» **Requirement**:
Show every line of the records below that contains the word "button".

============================================================

use contracts::validation::{require, require_email};
use gloo_timers::future::TimeoutFuture;
use leptos::prelude::*;
use leptos::task::spawn_local;

use crate::shared::toast::ToastService;
use crate::system::auth::context::{check_credentials, complete_login, use_auth};

#[component]
pub fn LoginPage() -> impl IntoView {
    let (email, set_email) = signal(String::new());
    let (password, set_password) = signal(String::new());
    let (email_error, set_email_error) = signal(Option::<String>::None);
    let (password_error, set_password_error) = signal(Option::<String>::None);
    let (is_loading, set_is_loading) = signal(false);

    let (_, set_auth_state) = use_auth();
    let toast = use_context::<ToastService>().expect("ToastService not found in context");

    let on_submit = move |ev: leptos::ev::SubmitEvent| {
        ev.prevent_default();

        let email_val = email.get();
        let password_val = password.get();

        // Inline field validation before the credential check.
        let email_err = require_email("email", &email_val).map(|e| e.message);
        let password_err = require("password", &password_val).map(|e| e.message);
        set_email_error.set(email_err.clone());
        set_password_error.set(password_err.clone());
        if email_err.is_some() || password_err.is_some() {
            return;
        }

        set_is_loading.set(true);

        spawn_local(async move {
            // Brief pause so the button's busy state is visible, the way
            // the public site simulated a round trip.
            TimeoutFuture::new(800).await;

            match check_credentials(&email_val, &password_val) {
                Ok(identity) => {
                    toast.success("Welcome back!");
                    // Flipping the auth state switches to the dashboard.
                    complete_login(set_auth_state, identity);
                    set_is_loading.set(false);
                }
                Err(e) => {
                    toast.error(e);
                    set_is_loading.set(false);
                }
            }
        });
    };

    view! {
        <div class="login-container">
            <div class="login-box">
                <h1>"TravelOps"</h1>
                <h2>"Admin Sign In"</h2>

                <form on:submit=on_submit>
                    <div class="form-group">
                        <label for="email">"Email"</label>
                        <input
                            type="email"
                            id="email"
                            placeholder="admin@gmail.com"
                            class:input--error=move || email_error.get().is_some()
                            prop:value=move || email.get()
                            on:input=move |ev| set_email.set(event_target_value(&ev))
                            disabled=move || is_loading.get()
                        />
                        {move || email_error.get().map(|e| view! { <span class="field-error">{e}</span> })}
                    </div>

                    <div class="form-group">
                        <label for="password">"Password"</label>
                        <input
                            type="password"
                            id="password"
                            class:input--error=move || password_error.get().is_some()
                            prop:value=move || password.get()
                            on:input=move |ev| set_password.set(event_target_value(&ev))
                            disabled=move || is_loading.get()
                        />
                        {move || password_error.get().map(|e| view! { <span class="field-error">{e}</span> })}
                    </div>

                    <button
                        type="submit"
                        class="button button--primary login-submit"
                        disabled=move || is_loading.get()
                    >
                        {move || if is_loading.get() { "Signing in..." } else { "Sign In" }}
                    </button>
                </form>
            </div>
        </div>
    }
}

============================================================

» **Reply to the exercise**:
            // Brief pause so the button's busy state is visible, the way
                    <button
                        class="button button--primary login-submit"
                    </button>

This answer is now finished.